# [Requirement]
Number of lines with "PartialEq" in the data: give that figure by itself.
━━━━━ Recorded data ━━━━━
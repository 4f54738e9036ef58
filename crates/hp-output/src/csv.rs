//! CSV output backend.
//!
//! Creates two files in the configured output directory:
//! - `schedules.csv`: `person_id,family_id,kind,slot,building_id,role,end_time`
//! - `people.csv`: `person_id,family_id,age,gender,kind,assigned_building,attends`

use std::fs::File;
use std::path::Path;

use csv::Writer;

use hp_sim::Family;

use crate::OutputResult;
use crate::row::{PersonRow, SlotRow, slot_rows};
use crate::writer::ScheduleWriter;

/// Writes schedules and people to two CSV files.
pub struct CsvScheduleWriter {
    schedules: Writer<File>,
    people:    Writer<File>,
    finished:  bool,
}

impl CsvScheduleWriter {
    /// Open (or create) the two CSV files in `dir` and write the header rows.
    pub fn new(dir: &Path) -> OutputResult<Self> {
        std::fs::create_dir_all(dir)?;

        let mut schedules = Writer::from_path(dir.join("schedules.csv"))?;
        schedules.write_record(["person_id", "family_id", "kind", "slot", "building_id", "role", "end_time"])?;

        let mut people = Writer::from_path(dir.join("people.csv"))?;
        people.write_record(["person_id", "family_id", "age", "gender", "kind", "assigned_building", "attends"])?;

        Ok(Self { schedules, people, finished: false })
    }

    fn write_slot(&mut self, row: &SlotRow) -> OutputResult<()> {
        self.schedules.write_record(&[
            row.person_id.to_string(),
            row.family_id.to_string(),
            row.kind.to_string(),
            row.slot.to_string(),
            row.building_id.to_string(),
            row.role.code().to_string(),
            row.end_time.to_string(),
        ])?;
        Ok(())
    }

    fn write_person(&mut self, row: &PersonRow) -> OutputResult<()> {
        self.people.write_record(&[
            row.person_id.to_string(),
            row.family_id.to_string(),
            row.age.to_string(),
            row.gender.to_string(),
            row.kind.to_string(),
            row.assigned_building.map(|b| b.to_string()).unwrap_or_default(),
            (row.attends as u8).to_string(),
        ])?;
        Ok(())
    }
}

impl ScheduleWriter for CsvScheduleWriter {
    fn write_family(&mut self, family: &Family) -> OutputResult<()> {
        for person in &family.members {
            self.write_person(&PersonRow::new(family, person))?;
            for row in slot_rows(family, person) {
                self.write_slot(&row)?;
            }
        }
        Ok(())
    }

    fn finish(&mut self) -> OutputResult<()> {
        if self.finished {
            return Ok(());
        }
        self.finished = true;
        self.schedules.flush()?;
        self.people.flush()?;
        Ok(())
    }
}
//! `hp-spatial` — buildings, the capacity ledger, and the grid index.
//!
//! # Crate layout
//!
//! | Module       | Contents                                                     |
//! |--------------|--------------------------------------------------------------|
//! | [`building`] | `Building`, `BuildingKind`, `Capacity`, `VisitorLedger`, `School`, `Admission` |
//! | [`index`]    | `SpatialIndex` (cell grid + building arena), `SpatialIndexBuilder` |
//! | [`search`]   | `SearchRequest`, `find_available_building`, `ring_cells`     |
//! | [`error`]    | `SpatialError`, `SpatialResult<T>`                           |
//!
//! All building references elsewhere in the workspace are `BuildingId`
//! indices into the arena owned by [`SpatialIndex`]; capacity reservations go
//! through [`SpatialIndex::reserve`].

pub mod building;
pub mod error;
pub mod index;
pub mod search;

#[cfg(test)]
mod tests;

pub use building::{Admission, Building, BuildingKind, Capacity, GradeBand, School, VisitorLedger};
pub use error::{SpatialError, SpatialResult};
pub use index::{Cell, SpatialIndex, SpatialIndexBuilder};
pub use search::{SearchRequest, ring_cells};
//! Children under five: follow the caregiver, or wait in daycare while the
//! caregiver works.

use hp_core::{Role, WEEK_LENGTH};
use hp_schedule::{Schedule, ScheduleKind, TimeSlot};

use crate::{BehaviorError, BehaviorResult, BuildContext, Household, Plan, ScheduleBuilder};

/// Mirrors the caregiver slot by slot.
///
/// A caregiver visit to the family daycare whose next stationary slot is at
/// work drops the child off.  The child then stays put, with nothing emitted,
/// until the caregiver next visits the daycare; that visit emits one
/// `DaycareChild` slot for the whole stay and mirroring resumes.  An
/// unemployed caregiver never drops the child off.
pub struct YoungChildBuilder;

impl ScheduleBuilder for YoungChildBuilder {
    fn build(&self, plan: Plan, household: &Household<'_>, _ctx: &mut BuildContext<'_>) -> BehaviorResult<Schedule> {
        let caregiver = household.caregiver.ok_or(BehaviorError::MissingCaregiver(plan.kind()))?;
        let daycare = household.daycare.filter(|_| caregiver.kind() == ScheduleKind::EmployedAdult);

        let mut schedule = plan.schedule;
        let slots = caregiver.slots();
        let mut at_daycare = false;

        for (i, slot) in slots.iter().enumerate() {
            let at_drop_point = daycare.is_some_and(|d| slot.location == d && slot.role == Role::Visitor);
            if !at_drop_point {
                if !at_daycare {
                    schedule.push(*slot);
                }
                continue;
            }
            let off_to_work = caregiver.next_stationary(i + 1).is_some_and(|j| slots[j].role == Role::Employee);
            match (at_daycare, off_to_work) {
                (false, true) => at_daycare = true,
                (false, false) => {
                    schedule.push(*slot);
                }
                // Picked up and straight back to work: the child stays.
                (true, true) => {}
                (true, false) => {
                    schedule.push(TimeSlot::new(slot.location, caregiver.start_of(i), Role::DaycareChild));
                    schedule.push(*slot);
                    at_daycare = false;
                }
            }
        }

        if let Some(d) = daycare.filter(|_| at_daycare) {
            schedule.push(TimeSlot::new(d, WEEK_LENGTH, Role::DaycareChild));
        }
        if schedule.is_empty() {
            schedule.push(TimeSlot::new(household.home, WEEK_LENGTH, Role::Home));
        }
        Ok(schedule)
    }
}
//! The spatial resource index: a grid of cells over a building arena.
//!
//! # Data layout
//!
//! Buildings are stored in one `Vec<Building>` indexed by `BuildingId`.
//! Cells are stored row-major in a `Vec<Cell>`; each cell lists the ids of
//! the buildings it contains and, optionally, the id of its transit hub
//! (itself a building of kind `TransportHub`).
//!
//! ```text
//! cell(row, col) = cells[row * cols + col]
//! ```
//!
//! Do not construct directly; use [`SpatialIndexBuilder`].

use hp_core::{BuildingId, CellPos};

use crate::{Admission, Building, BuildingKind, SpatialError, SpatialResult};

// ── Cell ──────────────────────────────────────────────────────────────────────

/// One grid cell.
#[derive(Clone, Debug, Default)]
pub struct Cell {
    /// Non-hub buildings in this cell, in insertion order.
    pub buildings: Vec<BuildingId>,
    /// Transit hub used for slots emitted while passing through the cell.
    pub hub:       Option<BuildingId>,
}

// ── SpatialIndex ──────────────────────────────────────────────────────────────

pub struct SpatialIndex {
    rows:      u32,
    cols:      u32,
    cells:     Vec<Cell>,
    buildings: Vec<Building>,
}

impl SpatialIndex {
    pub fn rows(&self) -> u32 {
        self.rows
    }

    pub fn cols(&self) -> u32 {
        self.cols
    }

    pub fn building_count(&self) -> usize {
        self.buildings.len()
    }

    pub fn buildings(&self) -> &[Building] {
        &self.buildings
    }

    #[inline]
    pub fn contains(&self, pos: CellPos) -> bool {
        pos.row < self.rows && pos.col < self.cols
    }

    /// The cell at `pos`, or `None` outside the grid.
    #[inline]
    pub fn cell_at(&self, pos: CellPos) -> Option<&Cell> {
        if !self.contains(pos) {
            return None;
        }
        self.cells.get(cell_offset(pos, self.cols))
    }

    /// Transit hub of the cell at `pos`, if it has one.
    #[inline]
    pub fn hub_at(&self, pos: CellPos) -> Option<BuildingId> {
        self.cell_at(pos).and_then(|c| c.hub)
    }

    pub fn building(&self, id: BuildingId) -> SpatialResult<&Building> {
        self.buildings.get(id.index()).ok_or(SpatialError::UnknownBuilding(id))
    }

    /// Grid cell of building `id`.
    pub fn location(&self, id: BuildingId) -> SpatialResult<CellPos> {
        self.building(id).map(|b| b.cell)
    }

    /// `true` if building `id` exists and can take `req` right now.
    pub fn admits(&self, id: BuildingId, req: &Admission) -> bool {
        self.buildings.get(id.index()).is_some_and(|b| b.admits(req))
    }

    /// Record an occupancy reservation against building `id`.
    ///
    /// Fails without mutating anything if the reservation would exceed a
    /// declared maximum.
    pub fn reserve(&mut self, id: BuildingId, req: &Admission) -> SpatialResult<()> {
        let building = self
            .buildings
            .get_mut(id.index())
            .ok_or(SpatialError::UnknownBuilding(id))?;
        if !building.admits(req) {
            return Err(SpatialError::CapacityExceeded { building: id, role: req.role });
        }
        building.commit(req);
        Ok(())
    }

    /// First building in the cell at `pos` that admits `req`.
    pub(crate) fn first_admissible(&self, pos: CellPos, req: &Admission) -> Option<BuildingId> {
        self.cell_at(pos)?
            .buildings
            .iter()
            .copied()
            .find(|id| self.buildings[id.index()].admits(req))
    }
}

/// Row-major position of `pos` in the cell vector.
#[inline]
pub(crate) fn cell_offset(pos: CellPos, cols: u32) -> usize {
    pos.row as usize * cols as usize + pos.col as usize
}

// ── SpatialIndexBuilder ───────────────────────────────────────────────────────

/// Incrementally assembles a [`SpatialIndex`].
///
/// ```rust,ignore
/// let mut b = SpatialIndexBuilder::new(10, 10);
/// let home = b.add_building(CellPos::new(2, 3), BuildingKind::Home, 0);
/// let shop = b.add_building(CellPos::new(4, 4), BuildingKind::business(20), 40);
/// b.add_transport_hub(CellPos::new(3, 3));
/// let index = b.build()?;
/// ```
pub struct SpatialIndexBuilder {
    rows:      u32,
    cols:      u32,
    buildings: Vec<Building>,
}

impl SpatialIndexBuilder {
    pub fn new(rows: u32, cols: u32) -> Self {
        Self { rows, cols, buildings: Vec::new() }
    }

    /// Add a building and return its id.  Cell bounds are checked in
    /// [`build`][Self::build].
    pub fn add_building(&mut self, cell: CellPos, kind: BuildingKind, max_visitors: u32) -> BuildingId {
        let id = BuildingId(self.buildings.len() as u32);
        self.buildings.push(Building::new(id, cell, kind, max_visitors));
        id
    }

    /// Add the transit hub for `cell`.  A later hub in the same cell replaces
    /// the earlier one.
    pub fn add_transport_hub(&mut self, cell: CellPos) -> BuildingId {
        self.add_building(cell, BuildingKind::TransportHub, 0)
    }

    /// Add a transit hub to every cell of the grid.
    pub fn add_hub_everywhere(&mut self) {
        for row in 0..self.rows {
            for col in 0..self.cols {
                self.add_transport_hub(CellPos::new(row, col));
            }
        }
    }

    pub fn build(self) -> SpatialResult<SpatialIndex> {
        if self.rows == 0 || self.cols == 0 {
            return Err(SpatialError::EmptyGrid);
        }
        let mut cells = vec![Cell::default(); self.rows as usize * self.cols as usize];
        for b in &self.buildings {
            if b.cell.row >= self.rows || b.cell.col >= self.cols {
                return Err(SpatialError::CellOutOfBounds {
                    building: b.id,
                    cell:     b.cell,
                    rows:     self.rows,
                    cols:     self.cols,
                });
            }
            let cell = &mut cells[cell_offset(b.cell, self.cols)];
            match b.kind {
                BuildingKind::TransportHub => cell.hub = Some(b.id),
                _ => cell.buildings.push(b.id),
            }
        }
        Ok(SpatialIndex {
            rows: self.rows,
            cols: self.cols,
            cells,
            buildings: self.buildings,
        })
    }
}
━━━━━
━━━━━ Recorded data ━━━━━
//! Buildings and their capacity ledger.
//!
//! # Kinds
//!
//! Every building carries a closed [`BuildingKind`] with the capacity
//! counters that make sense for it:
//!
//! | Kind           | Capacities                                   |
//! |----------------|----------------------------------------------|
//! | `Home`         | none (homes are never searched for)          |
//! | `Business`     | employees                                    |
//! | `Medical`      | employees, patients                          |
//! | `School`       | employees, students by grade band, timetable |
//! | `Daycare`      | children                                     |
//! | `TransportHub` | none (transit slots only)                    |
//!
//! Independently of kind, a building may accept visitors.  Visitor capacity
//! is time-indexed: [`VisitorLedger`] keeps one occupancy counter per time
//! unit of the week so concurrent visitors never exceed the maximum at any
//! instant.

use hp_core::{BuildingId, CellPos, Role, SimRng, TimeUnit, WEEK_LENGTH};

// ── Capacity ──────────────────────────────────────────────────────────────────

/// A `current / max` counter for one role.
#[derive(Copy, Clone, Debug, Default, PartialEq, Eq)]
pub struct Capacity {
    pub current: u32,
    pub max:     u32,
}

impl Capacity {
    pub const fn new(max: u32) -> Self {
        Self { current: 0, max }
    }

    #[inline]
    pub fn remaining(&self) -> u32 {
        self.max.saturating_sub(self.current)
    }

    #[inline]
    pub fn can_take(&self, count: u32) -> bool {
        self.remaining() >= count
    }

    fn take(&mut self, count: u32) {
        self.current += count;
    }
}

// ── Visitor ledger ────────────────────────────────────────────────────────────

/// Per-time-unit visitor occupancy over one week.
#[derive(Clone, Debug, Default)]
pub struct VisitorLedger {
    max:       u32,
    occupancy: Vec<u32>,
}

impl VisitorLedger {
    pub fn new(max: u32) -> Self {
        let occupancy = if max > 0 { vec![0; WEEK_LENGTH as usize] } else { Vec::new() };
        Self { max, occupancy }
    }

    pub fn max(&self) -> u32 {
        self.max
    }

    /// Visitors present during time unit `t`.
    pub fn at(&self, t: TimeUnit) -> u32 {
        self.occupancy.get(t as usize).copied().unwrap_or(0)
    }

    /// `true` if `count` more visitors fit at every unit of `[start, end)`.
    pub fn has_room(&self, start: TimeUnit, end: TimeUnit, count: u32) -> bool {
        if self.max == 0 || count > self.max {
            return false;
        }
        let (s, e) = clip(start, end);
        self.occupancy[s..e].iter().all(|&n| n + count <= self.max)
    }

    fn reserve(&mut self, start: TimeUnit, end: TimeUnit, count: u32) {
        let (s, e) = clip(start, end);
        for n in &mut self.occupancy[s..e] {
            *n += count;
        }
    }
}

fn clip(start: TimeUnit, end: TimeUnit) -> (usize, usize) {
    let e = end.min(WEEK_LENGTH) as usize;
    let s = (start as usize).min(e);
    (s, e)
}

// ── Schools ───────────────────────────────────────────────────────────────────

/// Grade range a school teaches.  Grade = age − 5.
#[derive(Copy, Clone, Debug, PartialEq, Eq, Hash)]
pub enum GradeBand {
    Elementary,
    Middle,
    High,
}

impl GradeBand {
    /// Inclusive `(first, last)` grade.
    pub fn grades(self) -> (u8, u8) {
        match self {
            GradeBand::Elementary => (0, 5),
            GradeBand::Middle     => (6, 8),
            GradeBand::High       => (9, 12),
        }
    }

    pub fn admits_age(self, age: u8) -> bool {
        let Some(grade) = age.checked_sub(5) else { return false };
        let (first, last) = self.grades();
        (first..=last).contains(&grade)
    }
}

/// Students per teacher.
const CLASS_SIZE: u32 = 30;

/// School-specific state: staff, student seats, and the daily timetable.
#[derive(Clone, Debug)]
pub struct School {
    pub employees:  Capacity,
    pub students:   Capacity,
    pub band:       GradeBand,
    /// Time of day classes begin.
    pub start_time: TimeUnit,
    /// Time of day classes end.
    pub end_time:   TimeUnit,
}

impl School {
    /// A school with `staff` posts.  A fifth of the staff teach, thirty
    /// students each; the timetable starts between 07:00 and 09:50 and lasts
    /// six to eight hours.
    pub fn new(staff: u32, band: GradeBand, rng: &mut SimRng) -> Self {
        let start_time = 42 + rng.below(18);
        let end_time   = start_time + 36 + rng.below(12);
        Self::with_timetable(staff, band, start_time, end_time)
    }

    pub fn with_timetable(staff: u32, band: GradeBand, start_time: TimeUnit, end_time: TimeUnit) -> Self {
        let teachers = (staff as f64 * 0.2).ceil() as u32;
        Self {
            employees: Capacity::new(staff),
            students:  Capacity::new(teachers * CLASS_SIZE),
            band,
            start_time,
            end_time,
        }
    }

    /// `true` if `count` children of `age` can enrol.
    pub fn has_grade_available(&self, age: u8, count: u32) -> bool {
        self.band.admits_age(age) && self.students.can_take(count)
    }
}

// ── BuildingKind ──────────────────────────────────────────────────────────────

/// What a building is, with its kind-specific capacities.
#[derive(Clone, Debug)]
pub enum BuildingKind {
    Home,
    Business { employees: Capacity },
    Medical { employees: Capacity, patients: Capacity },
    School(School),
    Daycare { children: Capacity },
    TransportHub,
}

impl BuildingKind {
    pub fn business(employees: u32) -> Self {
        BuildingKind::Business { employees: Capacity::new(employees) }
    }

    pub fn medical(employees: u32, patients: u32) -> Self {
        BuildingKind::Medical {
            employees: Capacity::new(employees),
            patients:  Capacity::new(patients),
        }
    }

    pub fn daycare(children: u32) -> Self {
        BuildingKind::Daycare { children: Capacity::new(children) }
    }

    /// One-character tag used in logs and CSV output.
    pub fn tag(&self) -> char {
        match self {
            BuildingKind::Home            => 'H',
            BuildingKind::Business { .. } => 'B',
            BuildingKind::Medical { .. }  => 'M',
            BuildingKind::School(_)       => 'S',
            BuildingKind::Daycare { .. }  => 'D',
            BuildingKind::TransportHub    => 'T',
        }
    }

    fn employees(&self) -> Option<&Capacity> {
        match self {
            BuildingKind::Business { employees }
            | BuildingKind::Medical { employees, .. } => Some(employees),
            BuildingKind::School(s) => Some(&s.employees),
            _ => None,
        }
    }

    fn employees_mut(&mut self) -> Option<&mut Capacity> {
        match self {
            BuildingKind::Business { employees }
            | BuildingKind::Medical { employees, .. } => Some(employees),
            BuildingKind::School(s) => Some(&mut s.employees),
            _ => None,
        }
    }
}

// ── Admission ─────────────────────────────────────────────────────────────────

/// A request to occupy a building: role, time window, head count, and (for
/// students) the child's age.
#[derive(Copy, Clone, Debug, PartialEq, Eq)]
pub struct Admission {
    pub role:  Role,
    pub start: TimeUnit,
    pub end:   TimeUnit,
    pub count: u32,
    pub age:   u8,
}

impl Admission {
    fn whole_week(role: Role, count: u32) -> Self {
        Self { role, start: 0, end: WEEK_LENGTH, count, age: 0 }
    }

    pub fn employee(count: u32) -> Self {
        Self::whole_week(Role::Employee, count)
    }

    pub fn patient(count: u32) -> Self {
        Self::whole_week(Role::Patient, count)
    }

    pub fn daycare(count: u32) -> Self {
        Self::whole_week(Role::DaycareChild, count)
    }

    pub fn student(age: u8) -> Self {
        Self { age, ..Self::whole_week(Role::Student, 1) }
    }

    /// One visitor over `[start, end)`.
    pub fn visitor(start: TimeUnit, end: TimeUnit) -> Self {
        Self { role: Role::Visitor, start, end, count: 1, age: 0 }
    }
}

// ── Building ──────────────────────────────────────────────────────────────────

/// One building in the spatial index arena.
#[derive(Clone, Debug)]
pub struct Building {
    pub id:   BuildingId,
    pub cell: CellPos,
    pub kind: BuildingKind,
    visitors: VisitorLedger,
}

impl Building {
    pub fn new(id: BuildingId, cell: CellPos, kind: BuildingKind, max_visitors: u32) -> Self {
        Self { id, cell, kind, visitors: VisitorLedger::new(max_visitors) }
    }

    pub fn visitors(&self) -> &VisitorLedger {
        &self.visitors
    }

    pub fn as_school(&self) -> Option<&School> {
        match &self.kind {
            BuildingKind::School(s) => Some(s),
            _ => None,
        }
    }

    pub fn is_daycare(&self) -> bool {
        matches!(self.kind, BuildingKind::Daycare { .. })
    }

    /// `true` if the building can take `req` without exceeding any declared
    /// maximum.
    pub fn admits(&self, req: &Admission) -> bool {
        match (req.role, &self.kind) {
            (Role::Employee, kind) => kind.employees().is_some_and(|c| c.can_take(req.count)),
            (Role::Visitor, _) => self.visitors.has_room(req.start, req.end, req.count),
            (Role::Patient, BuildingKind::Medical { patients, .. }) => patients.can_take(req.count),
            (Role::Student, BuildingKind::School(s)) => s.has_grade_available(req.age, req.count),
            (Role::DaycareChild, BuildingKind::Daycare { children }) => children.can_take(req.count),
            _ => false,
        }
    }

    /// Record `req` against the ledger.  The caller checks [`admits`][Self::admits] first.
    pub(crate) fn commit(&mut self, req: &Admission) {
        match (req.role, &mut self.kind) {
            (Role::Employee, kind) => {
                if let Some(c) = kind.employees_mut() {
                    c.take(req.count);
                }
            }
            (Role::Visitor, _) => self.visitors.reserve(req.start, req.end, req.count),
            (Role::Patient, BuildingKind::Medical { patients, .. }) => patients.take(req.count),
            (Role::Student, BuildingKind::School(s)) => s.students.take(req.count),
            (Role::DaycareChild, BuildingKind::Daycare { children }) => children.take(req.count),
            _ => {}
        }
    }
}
━━━━━
# [Task solution]
3